Clearly then many thousands of Travellers are disadvantaged by lack of security of accomodation. In this context it is difficult for people to take up employment opportunities and develop an economically independent life. Site security will go a long way to solving many of these social problems. Travellers are ingenious and resourceful and given access to some security will be a benefit to the rest of society. Many of the ideas of low resource use and alternative uses of land are coming out of the broad traveller-based scene and it has been the setting for many experiments in alternative forms of living. For example the Tipi village in mid Wales, the Tinkers Bubble project and Kings Hil Collective in Somerset where alternative living structures like benders are a low impact form of accomodation at very affordable prices. These initiatives where ‘housing’ is integrated with the environment in a context where a small but livable wage can be earned by farming or producing crafts etc. may be a way forward out of the tremendous housing crisis facing this country. We would hope that this allied with the enabling of travellers to access the planning system will prove a useful stepping stone to the future.
However, access to the planning system remains elusive for most Travellers. Historically over 90 per cent of applications for sites are turned down by planning authorities whilst 80 per cent of ‘normal’ planning applications suceed at the first hurdle. Of those Traveller applications which do reach the appeal stage fully two thirds are lost. Additionally recent Government policy rules out Traveller sites in Green Belt, Areas of Outstanding Natural Beauty and other special categories of landscape. This effectively puts an enormous slice of Britain outside the reach of Travellers – even supposing they had the money to buy land and pursue applications.
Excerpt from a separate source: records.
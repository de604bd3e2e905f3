// SPDX-License-Identifier: PolyForm-Noncommercial-1.0.0
// Copyright (c) 2025 Sylvex. All rights reserved.

//! Error types for the storage and credential layer.
//!
//! ```text
//! StoreError      - Resource and credential store operations
//! PasswordError   - Password hashing and verification
//! ```

use thiserror::Error;

use crate::types::ResourceType;

// =============================================================================
// StoreError
// =============================================================================

/// Errors returned by store implementations.
#[derive(Debug, Clone, Error, PartialEq, Eq)]
pub enum StoreError {
    /// The addressed entity does not exist.
    #[error("{resource} '{id}' not found")]
    NotFound {
        /// Resource type.
        resource: ResourceType,
        /// Identifier that was looked up.
        id: String,
    },

    /// A uniqueness constraint would be violated.
    #[error("{resource} conflict on '{field}': {value} already exists")]
    Conflict {
        /// Resource type.
        resource: ResourceType,
        /// Field carrying the unique constraint.
        field: String,
        /// Offending value.
        value: String,
    },

    /// The underlying storage failed.
    #[error("Store backend error: {message}")]
    Backend {
        /// Error message.
        message: String,
    },
}

impl StoreError {
    /// Creates a not-found error.
    pub fn not_found(resource: ResourceType, id: impl ToString) -> Self {
        Self::NotFound {
            resource,
            id: id.to_string(),
        }
    }

    /// Creates a conflict error.
    pub fn conflict(
        resource: ResourceType,
        field: impl Into<String>,
        value: impl Into<String>,
    ) -> Self {
        Self::Conflict {
            resource,
            field: field.into(),
            value: value.into(),
        }
    }

    /// Creates a backend error.
    pub fn backend(message: impl Into<String>) -> Self {
        Self::Backend {
            message: message.into(),
        }
    }

    /// Returns `true` if this is a not-found error.
    pub fn is_not_found(&self) -> bool {
        matches!(self, Self::NotFound { .. })
    }

    /// Returns `true` if this is a conflict error.
    pub fn is_conflict(&self) -> bool {
        matches!(self, Self::Conflict { .. })
    }

    /// Returns the error type as a string for logging.
    pub fn error_type(&self) -> &'static str {
        match self {
            Self::NotFound { .. } => "not_found",
            Self::Conflict { .. } => "conflict",
            Self::Backend { .. } => "backend",
        }
    }
}

/// Result alias for store operations.
pub type StoreResult<T> = Result<T, StoreError>;

// =============================================================================
// PasswordError
// =============================================================================

/// Errors from password hashing.
///
/// A wrong password is not an error: [`crate::password::CredentialHasher::verify`]
/// returns `Ok(false)` for it.
#[derive(Debug, Clone, Error, PartialEq, Eq)]
pub enum PasswordError {
    /// Hashing parameters were rejected.
    #[error("Invalid hashing parameters: {0}")]
    InvalidParams(String),

    /// Salt generation failed.
    #[error("Failed to generate salt: {0}")]
    Salt(String),

    /// Hashing itself failed.
    #[error("Failed to hash password: {0}")]
    Hash(String),

    /// The stored hash is not a valid PHC string.
    #[error("Malformed password hash: {0}")]
    MalformedHash(String),
}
This amounts to an apartheid within our country where the very policies which a government decides to introduce exclude and confine a proportion of our population to particular parts of the country. Only by being illegal can Travellers dwell in these areas.
Local prejudice is whipped up at the mere mention of the possibility of a Traveller site – Cornwall has seen an extreme outbreak of xenophobia in the summer of 1994 when several sites for New Travellers were proposed by the county council – the local press abounded with headlines like “Worse than the Black Death” and “Spongers Scoundrels and Wastrels”. Yet there are sane, coherent and cost effective solutions. The development of networks of small low impact minimal facility sites to be occupied for 3-6 months out of any one or two year period would be extremely cheap in comparison with the 25,000 pounds spent on each Traveller pitch in standard local authority accomodation. Such sites would be allowed to recover during the time when they are clear. Alternative living settlements such as bender villages integrated with the local environment in a permaculture or agricultural context will go far to providing another solution.
All that is required is the political will and far sightedness of local councillors to see that the problems of the rural homeless will not be solved by conventional means. Urban poor will continue to leak out from the cities in seeing a new and better life on the road. All of these people require and need recognition of their needs by a planning system which all to often is characterised by bigotry and prejudice in its design and performance. Friends, Families and Travellers aims to try and change some of the attitudes towards travellers and provide advice and support to them in their fight for recognition as having a right to live peaceably within our country like the rest of the sedentary population.
Friends, Families & Travellers Advice & Information Unit
Community Base
113 Queens Road
Brighton
BN1 3XG
01273 234777
fft@gypsy-traveller.org
http://www.f-f-t.demon.co.uk/
Travellers Advice Team
Community Law Partnership Solicitors
3rd Floor Ruskin Chambers
191 Corporation Street
Birmingham
B4 6RP
0121 236 5121
0468 316 755 (24Hr Mobile Phone service)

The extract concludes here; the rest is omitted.